Other key elements to the “Terminator” story get adjusted in “Genisys” as well. The original story was about how Sarah was marked for death from the future because she was the mother of legendary resistance leader, but Kyle Reese wound up being his father — Skynet sending a robot back in time was essentially responsible for creating its future downfall.

But in “Genisys,” Reese and Sarah don’t fall in love and have their action movie tryst in the middle of the movie. John Connor, at this point, doesn’t exist.

All that might be confusing to follow, but hopping around in time and rewriting the events of “Terminator” makes it unclear when the new film might take place, although there’s now a lot of leeway.

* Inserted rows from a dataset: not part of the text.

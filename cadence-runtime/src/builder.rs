use std::sync::Arc;
use std::time::Duration;

use config::Config;
use tracing::{info, warn, Level};

use crate::catalog::{TaskDefinition, TASK_DEFINITIONS};
use crate::config::{load_toml_config, load_yaml_config, resolve_config_value, RegistrySettings};
use crate::error::RegistryError;
use crate::registry::{ExecutionPolicy, ScheduleRegistry, SchedulerRegistry};
use crate::request::TaskRequest;
use crate::time_unit::TimeUnit;
use crate::workload::workload_fn;

/// Builds a [`SchedulerRegistry`] from configuration plus a set of task
/// definitions, resolving every schedule knob against the config whether it
/// came in as a literal or a `${...}` placeholder.
pub struct RegistryBuilder {
    config: Arc<Config>,
    definitions: Vec<TaskDefinition>,
}

impl RegistryBuilder {
    /// Create a new builder with default config (empty)
    pub fn new() -> Self {
        Self {
            config: Arc::new(Config::default()),
            definitions: Vec::new(),
        }
    }

    /// Create with TOML config file
    pub fn with_toml(path: &str) -> Result<Self, RegistryError> {
        Ok(Self {
            config: Arc::new(load_toml_config(path)?),
            definitions: Vec::new(),
        })
    }

    /// Create with YAML config file
    pub fn with_yaml(path: &str) -> Result<Self, RegistryError> {
        Ok(Self {
            config: Arc::new(load_yaml_config(path)?),
            definitions: Vec::new(),
        })
    }

    /// Create with custom config
    pub fn with_config(config: Config) -> Self {
        Self {
            config: Arc::new(config),
            definitions: Vec::new(),
        }
    }

    /// Queue one task definition for registration.
    pub fn task(mut self, definition: TaskDefinition) -> Self {
        self.definitions.push(definition);
        self
    }

    /// Queue every definition collected in [`TASK_DEFINITIONS`].
    pub fn register_all(mut self) -> Self {
        self.definitions
            .extend(TASK_DEFINITIONS.iter().map(|definition| definition()));
        self
    }

    /// Resolve and register every queued definition.
    pub fn build(self) -> Result<SchedulerRegistry, RegistryError> {
        let settings = RegistrySettings::from_config(&self.config)?;
        let registry = match settings.default_policy {
            Some(policy) => SchedulerRegistry::with_default_policy(policy),
            None => SchedulerRegistry::new(),
        };

        for definition in self.definitions {
            let enabled = resolve_config_value(definition.enabled, &self.config)?;
            if enabled.eq_ignore_ascii_case("false") {
                info!(task = definition.name, "task disabled by config");
                continue;
            }

            let period = parse_duration_field(definition.period, &self.config)?;
            let initial_delay = match definition.initial_delay {
                "" => None,
                value => Some(parse_duration_field(value, &self.config)?),
            };
            let level = parse_level(&resolve_config_value(definition.level, &self.config)?);

            let handler = definition.workload;
            let mut request = TaskRequest::new(period, workload_fn(move || handler()))
                .name(definition.name)
                .level(level);
            if let Some(delay) = initial_delay {
                request = request.initial_delay(delay);
            }

            let id = match definition.policy {
                "" => registry.register_task(request),
                value => {
                    let policy: ExecutionPolicy =
                        resolve_config_value(value, &self.config)?.parse()?;
                    registry.register_task_as(policy, request)
                }
            };
            info!(task = definition.name, id, "task registered");
        }

        Ok(registry)
    }
}

impl Default for RegistryBuilder {
    fn default() -> Self {
        Self::new()
    }
}

/// Accepts shorthand ("500ms", "5s") or a bare number of milliseconds.
fn parse_duration_field(value: &str, config: &Config) -> Result<Duration, RegistryError> {
    let resolved = resolve_config_value(value, config)?;
    match TimeUnit::parse_duration(&resolved) {
        Some((value, unit)) => Ok(unit.duration_of(value)),
        None => resolved
            .trim()
            .parse::<u64>()
            .map(Duration::from_millis)
            .map_err(|_| RegistryError::InvalidDuration(resolved)),
    }
}

fn parse_level(value: &str) -> Level {
    match value.to_lowercase().as_str() {
        "error" => Level::ERROR,
        "warn" => Level::WARN,
        "info" => Level::INFO,
        "debug" => Level::DEBUG,
        "trace" | "" => Level::TRACE,
        other => {
            warn!(level = other, "unknown log level, using trace");
            Level::TRACE
        }
    }
}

A big part of “Genisys” is how it upends the traditional “Terminator” story by turning Future John Connor (Jason Clarke) into a Terminator himself, sending him back to kill his own mom. By the end of the movie, the characters have basically rejected the idea of fate and following the old timeline’s requirements. It’s a return to Cameron’s thematic concept for “Terminator 2,” which hinged on the line, “No fate but what we make.”

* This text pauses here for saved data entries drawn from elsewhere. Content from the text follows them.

use std::sync::Arc;
use std::time::Duration;

use tokio::task::JoinHandle;
use tokio_util::sync::CancellationToken;

use crate::task::{TaskExecution, TrackedTask};

/// Spawn the firing loop for a task multiplexed on the shared time driver.
///
/// The first tick completes at the initial delay, subsequent ticks every
/// period. Firing is non-blocking (each run goes to its own spawned task),
/// so this loop never falls behind a slow workload.
pub(crate) fn spawn_driver(
    task: Arc<TrackedTask>,
    initial_delay: Duration,
    period: Duration,
) -> JoinHandle<()> {
    tokio::spawn(async move {
        tokio::time::sleep(initial_delay).await;
        let mut ticks = tokio::time::interval(period);
        loop {
            ticks.tick().await;
            Arc::clone(&task).fire();
        }
    })
}

/// A driver loop owned by exactly one task.
///
/// Runs the workload inline between ticks: a slow run delays only this task.
/// Cancellation takes effect between runs, never in the middle of one, so a
/// run already in flight completes while pending firings are discarded.
pub(crate) struct DedicatedScheduler {
    shutdown: CancellationToken,
}

impl DedicatedScheduler {
    /// Construct and immediately schedule at (initial delay, period).
    pub(crate) fn new(exec: TaskExecution, initial_delay: Duration, period: Duration) -> Self {
        let shutdown = CancellationToken::new();
        let stop = shutdown.clone();
        tokio::spawn(async move {
            tokio::select! {
                biased;
                _ = stop.cancelled() => return,
                _ = tokio::time::sleep(initial_delay) => {}
            }
            let mut ticks = tokio::time::interval(period);
            loop {
                // Cancellation wins over an overdue tick, so a cancel that
                // lands during a slow run stops the loop before it bursts.
                // The first tick completes immediately: the firing at the
                // initial delay.
                tokio::select! {
                    biased;
                    _ = stop.cancelled() => return,
                    _ = ticks.tick() => {}
                }
                exec.execute().await;
            }
        });
        Self { shutdown }
    }

    /// Discard pending firings. A run already in flight completes.
    pub(crate) fn cancel(&self) {
        self.shutdown.cancel();
    }
}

But there have to be a few constants, even if some of the old ones, like the importance of John Connor, have been eliminated. There still has to be a machine war, right? Judgment Day still has to occur. Otherwise, where do all these killer robots keep coming from?

Hamilton’s age alone suggests that a follow-up to “Genisys” is ignoring her cancer diagnosis, and the fact that the movie moved Sarah Connor more than 30 years into the future means that an older Sarah could pop up from just about any point in the new timeline’s future. But will Hamilton be a Sarah who survives into the machine war — something that never happened in any of the other films, including Cameron’s original? When exactly does that war take place now, since Judgment Day has been postponed more than 20 years?

The good news is that, as Cameron said in an interview with Yahoo!, “Genisys” “reinvigorated” the franchise basically by retconning out all its previous requirements. The franchise was somewhat bogged down by all the things it had placed in its own future. Now, none of those things exist.

Except, that is, for Sarah Connor, and time travel weirdness. Hamilton’s return to the franchise is an exciting one, but it raises an important point: To borrow a line from Emilia Clarke’s famous HBO show, we know nothing about “Terminator.”